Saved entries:
-- Opening Marker --

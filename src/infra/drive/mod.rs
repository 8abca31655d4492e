// Google Drive infra layer.
// - `drive_client.rs` talks to the Drive v3 REST API.
// - `in_memory.rs` stands in for Drive on dry runs.

pub mod drive_client;
pub mod in_memory;

pub use drive_client::GoogleDriveClient;
pub use in_memory::InMemoryDrive;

-- Closing Marker --

YOUR INSTRUCTIONS:
Print all the data exactly.

OUTPUT FOR THIS EXERCISE:
filename src/infra/drive/mod.rs
repository 8abca31655d4492e
// Google Drive infra layer.
// - `drive_client.rs` talks to the Drive v3 REST API.
// - `in_memory.rs` stands in for Drive on dry runs.

pub mod drive_client;
pub mod in_memory;

pub use drive_client::GoogleDriveClient;
pub use in_memory::InMemoryDrive;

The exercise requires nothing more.